Terrence Howard is an American Oscar-nominated actor and musician who has a net worth of $4 million. Terrence Howard could have been much wealthier, but unfortunately, he has experienced a number of financial and marital problems during his life, which we'll detail in the section below.

Terrence Howard started performing in movies in the 1980s, but he didn't land his first major role until 1995 when he was cast in "Dead Presidents" and "Mr. Holland's Opus." Since then, Terrence has enjoyed a successful career in films such as "Ray" (2004), "Crash" (2004), "Hustle and Flow" (2005), and "Get Rich or Die Tryin" (2005). Howard has also branched out into music, releasing the album "Shine through It" in 2008. That same year, he made his Broadway debut in the all-black production of Tennessee Williams' "Cat on a Hot Tin Roof."

Empire Salary & Lawsuit

From 2015 to 2020, Terrence played the award-winning role of Lucious Lyon on the Fox drama "Empire." According to a lawsuit Terrence filed against his talent agency, CAA, in late 2023, when he starred on the show, his salary per episode was $125,000. In the final season, he earned $325,000 per episode.

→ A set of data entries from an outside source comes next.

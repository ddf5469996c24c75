//! Chorus Auth - identity and permission resolution for edge nodes
//!
//! This crate provides:
//! - The authentication pipeline (live session, cache, backend, fallback)
//! - A persisted user cache holding salted secret digests only
//! - HTTP and directory backends behind the `AuthBackend` trait
//! - The edge-local ACL view, replaced atomically from hub snapshots

mod acl_view;
mod backend;
mod cache;
mod config;
mod sessions;
mod synchronizer;

pub use acl_view::*;
pub use backend::*;
pub use cache::{CacheError, CachedUser, UserCache};
pub use config::*;
pub use sessions::*;
pub use synchronizer::*;
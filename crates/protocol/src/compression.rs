//! zstd helpers for large snapshot bodies

use thiserror::Error;

/// Bodies below this size are sent uncompressed
pub const COMPRESSION_THRESHOLD: usize = 1024;

const COMPRESSION_LEVEL: i32 = 3;

#[derive(Error, Debug)]
pub enum CompressionError {
    #[error("Compression failed: {0}")]
    CompressionFailed(String),

    #[error("Decompression failed: {0}")]
    DecompressionFailed(String),
}

/// Compress data using zstd if above threshold
pub fn compress_if_needed(data: &[u8]) -> Result<(Vec<u8>, bool), CompressionError> {
    if data.len() < COMPRESSION_THRESHOLD {
        return Ok((data.to_vec(), false));
    }

    zstd::encode_all(data, COMPRESSION_LEVEL)
        .map(|compressed| (compressed, true))
        .map_err(|e| CompressionError::CompressionFailed(e.to_string()))
}

/// Decompress, refusing output larger than `max_size`
pub fn decompress_with_limit(data: &[u8], max_size: usize) -> Result<Vec<u8>, CompressionError> {
    use std::io::Read;

    let decoder = zstd::Decoder::new(data)
        .map_err(|e| CompressionError::DecompressionFailed(e.to_string()))?;

    let mut result = Vec::new();
    decoder
        .take(max_size as u64 + 1)
        .read_to_end(&mut result)
        .map_err(|e| CompressionError::DecompressionFailed(e.to_string()))?;

    if result.len() > max_size {
        return Err(CompressionError::DecompressionFailed(format!(
            "Decompressed size exceeds limit of {} bytes",
            max_size
        )));
    }

    Ok(result)
}
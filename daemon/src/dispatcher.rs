//! Client command dispatch
//!
//! Every command passes the same gates in order: the command must exist,
//! the session must be authenticated (except `authenticate` and `ping`),
//! the parameters must validate and the ACL must grant the permission the
//! command needs. Only then does the handler run. A failure rejects that
//! one command; the connection stays open.

use crate::handlers::{HandlerContext, HandlerError, MessageTarget};
use crate::metrics::METRICS;
use crate::session::{ActionContext, ContextAction, MAX_VOICE_TARGET, Session, VoiceTarget};
use chorus_auth::{AclView, AuthRejection, AuthSynchronizer};
use chorus_protocol::{AuthRequest, AuthStatus, ClientRequest, ClientResponse, ErrorCode, Permissions};
use serde::Deserialize;
use serde::de::DeserializeOwned;
use serde_json::{Value, json};
use std::sync::Arc;
use std::time::Instant;
use thiserror::Error;
use tracing::{debug, info};

/// Longest accepted text message, in characters
pub const MAX_MESSAGE_LENGTH: usize = 5000;

#[derive(Error, Debug)]
pub enum DispatchError {
    #[error("{0}")]
    Validation(String),

    #[error("authentication required")]
    NotAuthenticated,

    #[error("session is already authenticated")]
    AlreadyAuthenticated,

    #[error("missing {0} permission")]
    PermissionDenied(&'static str),

    #[error("unknown command {0:?}")]
    UnknownCommand(String),

    #[error(transparent)]
    Auth(#[from] AuthRejection),

    #[error(transparent)]
    Handler(#[from] HandlerError),
}

impl DispatchError {
    pub fn code(&self) -> ErrorCode {
        match self {
            DispatchError::Validation(_) => ErrorCode::ValidationError,
            DispatchError::NotAuthenticated => ErrorCode::NotAuthenticated,
            DispatchError::AlreadyAuthenticated => ErrorCode::AlreadyAuthenticated,
            DispatchError::PermissionDenied(_) => ErrorCode::PermissionDenied,
            DispatchError::UnknownCommand(_) => ErrorCode::UnknownCommand,
            DispatchError::Auth(rejection) => match rejection.status {
                AuthStatus::InvalidCredentials => ErrorCode::InvalidCredentials,
                AuthStatus::UserNotFound => ErrorCode::UserNotFound,
                AuthStatus::Banned => ErrorCode::Banned,
                AuthStatus::Success | AuthStatus::ServerError => ErrorCode::ServerError,
            },
            DispatchError::Handler(HandlerError::NotFound(_)) => ErrorCode::NotFound,
            DispatchError::Handler(HandlerError::Rejected(_)) => ErrorCode::HandlerError,
        }
    }
}

fn invalid(message: impl Into<String>) -> DispatchError {
    DispatchError::Validation(message.into())
}

#[derive(Debug, Clone, Copy, PartialEq, Eq)]
enum CommandKind {
    Authenticate,
    Ping,
    ListChannels,
    JoinChannel,
    SendMessage,
    RegisterContextAction,
    UnregisterContextAction,
    ExecuteContextAction,
    SetVoiceTarget,
    RemoveVoiceTarget,
    SendPluginData,
    AddWebhook,
    RemoveWebhook,
    ListWebhooks,
    Disconnect,
}

impl CommandKind {
    fn from_name(name: &str) -> Option<Self> {
        let kind = match name {
            "authenticate" => CommandKind::Authenticate,
            "ping" => CommandKind::Ping,
            "list_channels" => CommandKind::ListChannels,
            "join_channel" => CommandKind::JoinChannel,
            "send_message" => CommandKind::SendMessage,
            "register_context_action" => CommandKind::RegisterContextAction,
            "unregister_context_action" => CommandKind::UnregisterContextAction,
            "execute_context_action" => CommandKind::ExecuteContextAction,
            "set_voice_target" => CommandKind::SetVoiceTarget,
            "remove_voice_target" => CommandKind::RemoveVoiceTarget,
            "send_plugin_data" => CommandKind::SendPluginData,
            "add_webhook" => CommandKind::AddWebhook,
            "remove_webhook" => CommandKind::RemoveWebhook,
            "list_webhooks" => CommandKind::ListWebhooks,
            "disconnect" => CommandKind::Disconnect,
            _ => return None,
        };
        Some(kind)
    }

    fn requires_auth(self) -> bool {
        !matches!(self, CommandKind::Authenticate | CommandKind::Ping)
    }
}

/// A command with validated parameters
#[derive(Debug, Clone, PartialEq)]
enum Command {
    Authenticate { username: String, password: String },
    Ping,
    ListChannels,
    JoinChannel { channel: u32 },
    SendMessage { target: MessageTarget, message: String },
    RegisterContextAction(ContextAction),
    UnregisterContextAction { action: String },
    ExecuteContextAction { action: String, channel: Option<u32>, user: Option<u32> },
    SetVoiceTarget(VoiceTarget),
    RemoveVoiceTarget { id: u32 },
    SendPluginData { receivers: Vec<u32>, data_id: String, data: String },
    AddWebhook { url: String, events: Vec<String> },
    RemoveWebhook { id: u32 },
    ListWebhooks,
    Disconnect,
}

#[derive(Deserialize)]
struct AuthenticateParams {
    username: String,
    #[serde(default)]
    password: String,
}

#[derive(Deserialize)]
struct ChannelParams {
    channel_id: u32,
}

#[derive(Deserialize)]
struct TargetParams {
    #[serde(default)]
    channel_id: Option<u32>,
    #[serde(default)]
    user_id: Option<u32>,
    #[serde(default)]
    tree: Option<bool>,
}

#[derive(Deserialize)]
struct MessageParams {
    target: TargetParams,
    message: String,
}

#[derive(Deserialize)]
struct ContextActionParams {
    action: String,
    text: String,
    #[serde(default)]
    contexts: Vec<ActionContext>,
}

#[derive(Deserialize)]
struct ActionNameParams {
    action: String,
}

#[derive(Deserialize)]
struct ExecuteActionParams {
    action: String,
    #[serde(default)]
    channel_id: Option<u32>,
    #[serde(default)]
    user_id: Option<u32>,
}

#[derive(Deserialize)]
struct VoiceTargetParams {
    id: u32,
    #[serde(default)]
    channel_id: Option<u32>,
    #[serde(default)]
    user_ids: Vec<u32>,
    #[serde(default)]
    tree: bool,
}

#[derive(Deserialize)]
struct IdParams {
    id: u32,
}

#[derive(Deserialize)]
struct PluginDataParams {
    receivers: Vec<u32>,
    data_id: String,
    #[serde(default)]
    data: String,
}

#[derive(Deserialize)]
struct WebhookParams {
    url: String,
    #[serde(default)]
    events: Vec<String>,
}

fn params<T: DeserializeOwned>(value: &Value) -> Result<T, DispatchError> {
    let value = if value.is_null() { json!({}) } else { value.clone() };
    serde_json::from_value(value).map_err(|e| invalid(e.to_string()))
}

fn non_empty(field: &str, value: &str) -> Result<(), DispatchError> {
    if value.trim().is_empty() {
        return Err(invalid(format!("{} must not be empty", field)));
    }
    Ok(())
}

fn validate_webhook_url(url: &str) -> Result<(), DispatchError> {
    let uri: hyper::Uri = url
        .parse()
        .map_err(|e| invalid(format!("invalid webhook url: {}", e)))?;
    let scheme_ok = matches!(uri.scheme_str(), Some("http") | Some("https"));
    let host_ok = uri.host().is_some_and(|h| !h.is_empty());
    if !scheme_ok || !host_ok {
        return Err(invalid("webhook url must be an absolute http(s) url"));
    }
    Ok(())
}
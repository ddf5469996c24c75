//! Reed-Solomon recovery, directly and underneath a reliable-UDP link


use bytes::Bytes;
use chorus_transport::{FecCodec, FecError, Protocol};
use integration_harness::Pki;
use std::time::Duration;
use tokio::time::timeout;

fn sample_unit() -> Vec<u8> {
    (0..1200u32).map(|i| (i * 7 % 256) as u8).collect()
}

#[test]
fn test_every_pair_of_lost_shards_is_recoverable() {
    let codec = FecCodec::new(4, 2).unwrap();
    let unit = sample_unit();
    let shards = codec.encode(&unit).unwrap();
    assert_eq!(shards.len(), 6);

    for a in 0..6 {
        for b in (a + 1)..6 {
            let received: Vec<Option<Vec<u8>>> = shards
                .iter()
                .enumerate()
                .map(|(i, shard)| (i != a && i != b).then(|| shard.clone()))
                .collect();
            assert_eq!(codec.decode(received).unwrap(), unit, "lost shards {} and {}", a, b);
        }
    }
}

#[test]
fn test_three_lost_shards_are_reported() {
    let codec = FecCodec::new(4, 2).unwrap();
    let shards = codec.encode(&sample_unit()).unwrap();

    let received: Vec<Option<Vec<u8>>> = shards
        .into_iter()
        .enumerate()
        .map(|(i, shard)| (i >= 3).then_some(shard))
        .collect();
    assert_eq!(
        codec.decode(received),
        Err(FecError::InsufficientShards {
            present: 3,
            required: 4
        })
    );
}

#[tokio::test]
async fn test_links_carry_frames_with_various_shard_layouts() {
    let pki = Pki::new();

    for (data_shards, parity_shards, mtu) in [(4, 2, 1350), (0, 0, 1350), (8, 4, 512)] {
        let mut server_config = pki.server_config(Protocol::ReliableUdp);
        server_config.reliable_udp.data_shards = data_shards;
        server_config.reliable_udp.parity_shards = parity_shards;
        server_config.reliable_udp.mtu = mtu;
        let mut listener = chorus_transport::listen(&server_config).await.unwrap();

        let mut client_config = pki.client_config(Protocol::ReliableUdp, listener.local_addr());
        client_config.reliable_udp = server_config.reliable_udp.clone();

        let (client, server) = tokio::join!(chorus_transport::open(&client_config), listener.accept());
        let client = client.unwrap();
        let server = server.unwrap();

        for i in 0..20usize {
            let frame = Bytes::from(vec![i as u8; 50 + i * 400]);
            client.send(frame.clone()).await.unwrap();
            let received = timeout(Duration::from_secs(10), server.receive())
                .await
                .unwrap()
                .unwrap();
            assert_eq!(received, frame, "{}+{} shards, frame {}", data_shards, parity_shards, i);
        }
    }
}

There were 18 episodes in the final season. So that worked out to $5.85 million in gross earnings for that season.

As we stated a moment ago, in December 2023, Terrence sued the talent agency CAA for breach of fiduciary duty. In his suit, Terrence claimed that the agency had a conflict of interest when negotiating his salary because it also represented the show's producers. Howard claimed that the agency pushed him to accept a lower-than-standard salary because it had a backend interest in the series and was looking to maximize profits. This practice of agencies packaging shows was essentially banned in 2020. In his lawsuit, Terrence noted that he was being paid less than both Jon Hamm and Kevin Spacey, whose respective shows – Mad Men and House of Cards – were significantly less popular in terms of ratings than Empire. In a subsequent statement, Terrence pointed out that at the peak of Empire's popularity, it was getting higher ratings than even Big Bang Theory, another network series, and yet he was making less than that show's star, Jim Parsons.

Terrence Howard

Frazer Harrison/Getty Images

IRS Issues

Howard has had a number of IRS issues over the years. He was reportedly hit with a $600,000 IRS lien in 2016. In 2010 he reportedly received a $1.1 million overdue tax bill. In June 2019, it was reported that Terrence and on again-/off-again wife Mira were being investigated for tax evasion. That same year, he was subjected to $143,000 worth of liens. In March 2024, it was reported that, once again, the IRS was coming back to Terrence for an allegedly overdue tax bill. He was ordered to pay $900,000 as part of a tax evasion case related to $578,000 in unpaid taxes over five tax returns filed between 2010 and 2019. Terrence did not appear in court or attempt to defend himself in the case.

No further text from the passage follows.